-- What you should do --
Check each line of the data, and copy those where "dptree" appears.

━━ Records for this exercise

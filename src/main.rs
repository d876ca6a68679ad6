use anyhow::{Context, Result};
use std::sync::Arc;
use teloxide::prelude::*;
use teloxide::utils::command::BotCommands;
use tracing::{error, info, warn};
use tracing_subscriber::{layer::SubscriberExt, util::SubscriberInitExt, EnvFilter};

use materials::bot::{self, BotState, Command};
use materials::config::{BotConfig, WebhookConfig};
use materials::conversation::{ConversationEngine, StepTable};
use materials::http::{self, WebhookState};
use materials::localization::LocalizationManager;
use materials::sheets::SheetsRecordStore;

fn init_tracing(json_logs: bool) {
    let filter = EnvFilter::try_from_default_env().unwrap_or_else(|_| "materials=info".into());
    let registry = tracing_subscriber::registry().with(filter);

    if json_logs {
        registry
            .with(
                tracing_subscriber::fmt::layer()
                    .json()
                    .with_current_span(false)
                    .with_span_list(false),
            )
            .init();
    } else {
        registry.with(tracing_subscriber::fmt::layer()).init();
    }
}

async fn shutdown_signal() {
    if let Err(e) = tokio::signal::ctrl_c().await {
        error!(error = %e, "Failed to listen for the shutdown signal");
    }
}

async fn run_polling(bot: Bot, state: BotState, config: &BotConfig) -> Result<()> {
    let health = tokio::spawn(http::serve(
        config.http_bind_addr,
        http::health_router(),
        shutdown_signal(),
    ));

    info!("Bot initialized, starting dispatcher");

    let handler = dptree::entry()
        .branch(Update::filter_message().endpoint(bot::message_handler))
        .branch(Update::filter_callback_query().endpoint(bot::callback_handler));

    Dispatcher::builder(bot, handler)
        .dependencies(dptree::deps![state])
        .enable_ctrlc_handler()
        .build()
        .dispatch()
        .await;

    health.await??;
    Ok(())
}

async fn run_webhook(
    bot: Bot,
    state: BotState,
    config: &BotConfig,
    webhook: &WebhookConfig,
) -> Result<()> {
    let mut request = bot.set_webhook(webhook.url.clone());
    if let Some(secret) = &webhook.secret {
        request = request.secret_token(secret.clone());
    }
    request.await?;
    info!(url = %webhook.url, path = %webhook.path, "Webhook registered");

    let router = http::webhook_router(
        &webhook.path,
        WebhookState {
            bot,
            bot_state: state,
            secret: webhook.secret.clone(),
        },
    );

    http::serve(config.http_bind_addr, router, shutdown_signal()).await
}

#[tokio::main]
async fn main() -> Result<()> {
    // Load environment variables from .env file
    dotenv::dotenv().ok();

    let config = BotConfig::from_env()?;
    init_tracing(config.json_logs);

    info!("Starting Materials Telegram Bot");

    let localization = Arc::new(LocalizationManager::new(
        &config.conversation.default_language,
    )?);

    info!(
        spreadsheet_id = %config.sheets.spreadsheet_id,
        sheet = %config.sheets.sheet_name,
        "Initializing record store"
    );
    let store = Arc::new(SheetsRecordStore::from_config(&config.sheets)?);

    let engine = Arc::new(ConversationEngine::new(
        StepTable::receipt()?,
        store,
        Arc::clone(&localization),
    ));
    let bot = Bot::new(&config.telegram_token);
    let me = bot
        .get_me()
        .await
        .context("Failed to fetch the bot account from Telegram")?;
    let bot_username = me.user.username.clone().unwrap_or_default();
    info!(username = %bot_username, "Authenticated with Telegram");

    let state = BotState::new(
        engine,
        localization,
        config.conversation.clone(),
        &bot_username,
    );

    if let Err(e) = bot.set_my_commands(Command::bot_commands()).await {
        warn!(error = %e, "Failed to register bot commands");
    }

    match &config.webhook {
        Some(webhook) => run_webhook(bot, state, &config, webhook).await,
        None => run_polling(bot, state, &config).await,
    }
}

━━━━

-- Expected answer --
    let handler = dptree::entry()
        .dependencies(dptree::deps![state])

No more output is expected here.